Tally the lines of the material that carry the word "Serialize". Give no more than the number.

>>>>

//! Vector store error types.

use thiserror::Error;

/// Errors from vector persistence, caching, and bulk import.
#[derive(Debug, Error)]
pub enum StoreError {
    /// Storage I/O or schema mismatch from the DuckDB backend.
    #[error("vector backend error: {0}")]
    Backend(#[from] duckdb::Error),

    /// Backend-agnostic storage failure (corrupt row, shape mismatch).
    #[error("vector backend error: {0}")]
    BackendState(String),

    /// Error from the embedding service.
    #[error("embedding error: {0}")]
    Embed(#[from] engram_embed::EmbedError),

    /// Caller supplied input the operation cannot act on.
    #[error("invalid input: {0}")]
    InvalidInput(String),

    /// Bulk operation attempted within the cooldown window.
    #[error("rate limited: retry in {retry_after_secs}s")]
    RateLimited { retry_after_secs: u64 },
}
use clap::Parser;
use tracing_subscriber::EnvFilter;

mod cli;
mod commands;
mod context;

fn main() {
    if let Err(error) = run() {
        eprintln!("engram error: {error:#}");
        std::process::exit(1);
    }
}

fn run() -> anyhow::Result<()> {
    let cli = cli::Cli::parse();
    init_tracing(cli.quiet, cli.verbose);

    let config = engram_config::load()?;

    match &cli.command {
        cli::Commands::Redact(args) => commands::redact::handle(args, cli.json),
        cli::Commands::Search(args) => {
            let ctx = context::EngineContext::build(&config, cli.model.as_deref())?;
            commands::search::handle(&ctx, args, cli.json)
        }
        cli::Commands::Health => {
            let ctx = context::EngineContext::build(&config, cli.model.as_deref())?;
            commands::health::handle(&ctx, cli.json)
        }
        cli::Commands::Rebuild(args) => {
            let ctx = context::EngineContext::build(&config, cli.model.as_deref())?;
            commands::rebuild::handle(&ctx, args, cli.json)
        }
        cli::Commands::Import(args) => {
            let ctx = context::EngineContext::build(&config, cli.model.as_deref())?;
            commands::import::handle(&ctx, &config, args, cli.json)
        }
        cli::Commands::Expand(args) => {
            let ctx = context::EngineContext::build(&config, cli.model.as_deref())?;
            commands::expand::handle(&ctx, args, cli.json)
        }
        cli::Commands::Delete(args) => {
            let ctx = context::EngineContext::build(&config, cli.model.as_deref())?;
            commands::delete::handle(&ctx, args, cli.json)
        }
    }
}

fn init_tracing(quiet: bool, verbose: u8) {
    if quiet {
        return;
    }
    let default_level = match verbose {
        0 => "warn",
        1 => "debug",
        _ => "trace",
    };
    let filter = EnvFilter::try_from_env("ENGRAM_LOG")
        .unwrap_or_else(|_| EnvFilter::new(format!("engram={default_level},warn")));
    tracing_subscriber::fmt()
        .with_env_filter(filter)
        .with_writer(std::io::stderr)
        .init();
}
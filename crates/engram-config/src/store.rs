//! Vector store configuration.

use serde::{Deserialize, Serialize};

fn default_backend() -> String {
    "duckdb".to_string()
}

fn default_db_path() -> String {
    ".engram/vectors.duckdb".to_string()
}

const fn default_bulk_cooldown_secs() -> u64 {
    30
}

#[derive(Debug, Clone, Deserialize, Serialize)]
pub struct StoreConfig {
    /// Backend variant: `duckdb` (on-disk or `:memory:`) or `memory`
    /// (process-local brute force, mainly for tests).
    #[serde(default = "default_backend")]
    pub backend: String,

    /// DuckDB database path; `:memory:` for an ephemeral store.
    #[serde(default = "default_db_path")]
    pub db_path: String,

    /// Minimum seconds between bulk-import runs.
    #[serde(default = "default_bulk_cooldown_secs")]
    pub bulk_cooldown_secs: u64,
}

impl Default for StoreConfig {
    fn default() -> Self {
        Self {
            backend: default_backend(),
            db_path: default_db_path(),
            bulk_cooldown_secs: default_bulk_cooldown_secs(),
        }
    }
}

<<<<

ANSWER: 2